|The Frankfurt-Tipp rating:|
|Original title:||The Report|
|Direction:||Scott Z. Burns|
|Production country:||USA 2019|
|Running time:||Ca. 120 min.|
|Rated:||From 12 years|
How far may the secret service go to get people suspected of being terrorists to talk? To what extent does the end justify all means? And is the CIA, the most powerful intelligence agency in the USA, trying to sweep information about extreme interrogation techniques under the carpet? Daniel Jones (Adam Driver), a young member of the Senate, is assigned by his superior, Senator Dianne Feinstein (Annette Bening), to lead an internal investigation into the CIA's Detention and Interrogation Program. Over the years, Jones collects evidence and information. His final report wants to keep not only the CIA, but also the White House under lock and key. So the battle for truth is not over yet…

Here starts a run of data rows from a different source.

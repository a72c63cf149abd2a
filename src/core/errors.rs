//! Error types for the suitecheck library.
//!
//! Stage-level errors are caught by the engine and turned into degraded stage
//! markers; only precondition violations reach the caller of
//! [`crate::QualityEngine::analyze`].

use std::io;
use std::time::Duration;

use thiserror::Error;

/// Main result type for suitecheck operations.
pub type Result<T> = std::result::Result<T, SuiteError>;

/// Error type for all suitecheck operations.
#[derive(Error, Debug)]
pub enum SuiteError {
    /// I/O related errors (file operations, process spawning)
    #[error("I/O error: {message}")]
    Io {
        /// Human-readable error message
        message: String,
        /// Underlying I/O error
        #[source]
        source: io::Error,
    },

    /// Configuration errors
    #[error("Configuration error: {message}")]
    Config {
        /// Error description
        message: String,
    },

    /// Malformed test or source syntax
    #[error("Parse error in {language}: {message}")]
    Parse {
        /// Language being parsed
        language: String,
        /// Error description
        message: String,
        /// File path where error occurred
        file_path: Option<String>,
        /// Line number (if available)
        line: Option<usize>,
    },

    /// Embedding or suggestion provider unreachable or returned malformed output
    #[error("Provider error from {provider}: {message}")]
    Provider {
        /// Provider name
        provider: String,
        /// Error description
        message: String,
        /// Whether a retry may succeed
        transient: bool,
    },

    /// An external call exceeded its time budget
    #[error("Timed out after {}s: {operation}", .elapsed.as_secs_f64())]
    Timeout {
        /// Operation that timed out
        operation: String,
        /// Budget that was exceeded
        elapsed: Duration,
    },

    /// Coverage tooling is not installed in the target environment
    #[error("Required tool '{tool}' is not available: {hint}")]
    ToolMissing {
        /// Missing executable or plugin
        tool: String,
        /// How to install or enable it
        hint: String,
    },

    /// Coverage report missing or unreadable
    #[error("Coverage error: {message}")]
    Coverage {
        /// Error description
        message: String,
        /// Report path involved
        report_path: Option<String>,
    },

    /// Serialization/deserialization errors
    #[error("Serialization error: {message}")]
    Serialization {
        /// Error description
        message: String,
        /// Data type being serialized
        data_type: Option<String>,
        /// Underlying serialization error
        #[source]
        source: Option<Box<dyn std::error::Error + Send + Sync>>,
    },

    /// Validation errors for input data
    #[error("Validation error: {message}")]
    Validation {
        /// Error description
        message: String,
        /// Field or input that failed validation
        field: Option<String>,
    },

    /// Generic internal errors
    #[error("Internal error: {message}")]
    Internal {
        /// Error description
        message: String,
        /// Additional context
        context: Option<String>,
    },
}

impl SuiteError {
    /// Create a new I/O error with context
    pub fn io(message: impl Into<String>, source: io::Error) -> Self {
        Self::Io {
            message: message.into(),
            source,
        }
    }

    /// Create a new configuration error
    pub fn config(message: impl Into<String>) -> Self {
        Self::Config {
            message: message.into(),
        }
    }

    /// Create a new parse error
    pub fn parse(language: impl Into<String>, message: impl Into<String>) -> Self {
        Self::Parse {
            language: language.into(),
            message: message.into(),
            file_path: None,
            line: None,
        }
    }

    /// Create a provider error that a retry may fix
    pub fn provider_transient(provider: impl Into<String>, message: impl Into<String>) -> Self {
        Self::Provider {
            provider: provider.into(),
            message: message.into(),
            transient: true,
        }
    }

    /// Create a provider error that will not go away on retry
    pub fn provider(provider: impl Into<String>, message: impl Into<String>) -> Self {
        Self::Provider {
            provider: provider.into(),
            message: message.into(),
            transient: false,
        }
    }

    /// Create a timeout error
    pub fn timeout(operation: impl Into<String>, elapsed: Duration) -> Self {
        Self::Timeout {
            operation: operation.into(),
            elapsed,
        }
    }

    /// Create a missing-tool error
    pub fn tool_missing(tool: impl Into<String>, hint: impl Into<String>) -> Self {
        Self::ToolMissing {
            tool: tool.into(),
            hint: hint.into(),
        }
    }

    /// Create a coverage report error
    pub fn coverage(message: impl Into<String>) -> Self {
        Self::Coverage {
            message: message.into(),
            report_path: None,
        }
    }

    /// Create a coverage report error tied to a report file
    pub fn coverage_report(message: impl Into<String>, report_path: impl Into<String>) -> Self {
        Self::Coverage {
            message: message.into(),
            report_path: Some(report_path.into()),
        }
    }

    /// Create a new validation error
    pub fn validation(message: impl Into<String>) -> Self {
        Self::Validation {
            message: message.into(),
            field: None,
        }
    }

    /// Create a new validation error naming the offending field
    pub fn validation_field(message: impl Into<String>, field: impl Into<String>) -> Self {
        Self::Validation {
            message: message.into(),
            field: Some(field.into()),
        }
    }

    /// Create a new internal error
    pub fn internal(message: impl Into<String>) -> Self {
        Self::Internal {
            message: message.into(),
            context: None,
        }
    }

    /// Whether retrying the failed operation may succeed.
    pub fn is_transient(&self) -> bool {
        match self {
            Self::Provider { transient, .. } => *transient,
            Self::Timeout { .. } => true,
            _ => false,
        }
    }

    /// Add context to an existing error
    pub fn with_context(mut self, context: impl Into<String>) -> Self {
        let context = context.into();
        match &mut self {
            Self::Internal { context: ctx, .. } => {
                *ctx = Some(context);
            }
            Self::Io { message, .. }
            | Self::Coverage { message, .. }
            | Self::Provider { message, .. } => {
                *message = format!("{context}: {message}");
            }
            _ => {}
        }
        self
    }
}

impl From<io::Error> for SuiteError {
    fn from(err: io::Error) -> Self {
        Self::io("I/O operation failed", err)
    }
}

impl From<serde_json::Error> for SuiteError {
    fn from(err: serde_json::Error) -> Self {
        Self::Serialization {
            message: format!("JSON serialization failed: {err}"),
            data_type: Some("JSON".to_string()),
            source: Some(Box::new(err)),
        }
    }
}

impl From<serde_yaml::Error> for SuiteError {
    fn from(err: serde_yaml::Error) -> Self {
        Self::Serialization {
            message: format!("YAML serialization failed: {err}"),
            data_type: Some("YAML".to_string()),
            source: Some(Box::new(err)),
        }
    }
}

impl From<toml::de::Error> for SuiteError {
    fn from(err: toml::de::Error) -> Self {
        Self::Serialization {
            message: format!("TOML parsing failed: {err}"),
            data_type: Some("TOML".to_string()),
            source: Some(Box::new(err)),
        }
    }
}

impl From<quick_xml::Error> for SuiteError {
    fn from(err: quick_xml::Error) -> Self {
        Self::Serialization {
            message: format!("XML parsing failed: {err}"),
            data_type: Some("XML".to_string()),
            source: Some(Box::new(err)),
        }
    }
}

impl From<reqwest::Error> for SuiteError {
    fn from(err: reqwest::Error) -> Self {
        let transient = err.is_timeout() || err.is_connect() || err.is_request();
        Self::Provider {
            provider: "http".to_string(),
            message: err.to_string(),
            transient,
        }
    }
}

#[cfg(test)]
mod tests {
    use super::*;

    #[test]
    fn test_transient_classification() {
        assert!(SuiteError::provider_transient("openai", "503").is_transient());
        assert!(!SuiteError::provider("openai", "401").is_transient());
        assert!(SuiteError::timeout("embed", Duration::from_secs(5)).is_transient());
        assert!(!SuiteError::tool_missing("pytest", "pip install pytest-cov").is_transient());
    }

    #[test]
    fn test_timeout_display() {
        let err = SuiteError::timeout("coverage run", Duration::from_secs(300));
        assert_eq!(err.to_string(), "Timed out after 300s: coverage run");
    }

    #[test]
    fn test_with_context_prefixes_message() {
        let err = SuiteError::coverage("report not produced").with_context("baseline");
        if let SuiteError::Coverage { message, .. } = err {
            assert_eq!(message, "baseline: report not produced");
        } else {
            panic!("Expected Coverage error");
        }
    }

    #[test]
    fn test_from_toml_error() {
        let toml_err = "[project\nname = ".parse::<toml::Table>().unwrap_err();
        let err: SuiteError = toml_err.into();
        assert!(err.to_string().starts_with("Serialization error: TOML parsing failed"));
    }

    #[test]
    fn test_from_json_error() {
        let json_err = serde_json::from_str::<serde_json::Value>("{not json").unwrap_err();
        let err: SuiteError = json_err.into();
        assert!(matches!(err, SuiteError::Serialization { .. }));
    }
}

"The Report" by Scott Z Burns is a political thriller based on actual events that poses a very important moral question: How far can a government go to investigate or prevent a terrorist attack? One is now inclined to say: Of course everything that is necessary. But with that you make it too easy for yourself, which the movie shows impressively. Because what if an innocent man is tortured in a really inhuman way? What if even the most extreme means do not lead to the desired success or perhaps even stand in the way of promising investigations? And isn't it always the case that violence creates counterviolence?
It really isn't a simple subject that this film illuminates with a somewhat nested narrative style. The ensemble Burns has gathered here in front of the camera is really first-class and makes the film a great acting cinema. On the one hand, the staging is very reserved, consists of long dialogue sequences and a rather objective approach to the topic. On the other hand, long scenes of torture are shown again and again, which are a real pain in the ass. What Burns wants to achieve with it is already apparent after the first sequence, as it really wouldn't have needed the further excerpts.
"The Report" seems a bit unbalanced overall, which easily balances out the great actors and the important questions the film raises. Here it's really worth looking beyond the few weaknesses, because the theme of the drama is unfortunately still very, very topical. A film to cheer on and to think about - and for that there is a deserved one: Worth seeing!
Note: After its cinema release "The Report" will also be shown on Amazon Prime Video at the end of November.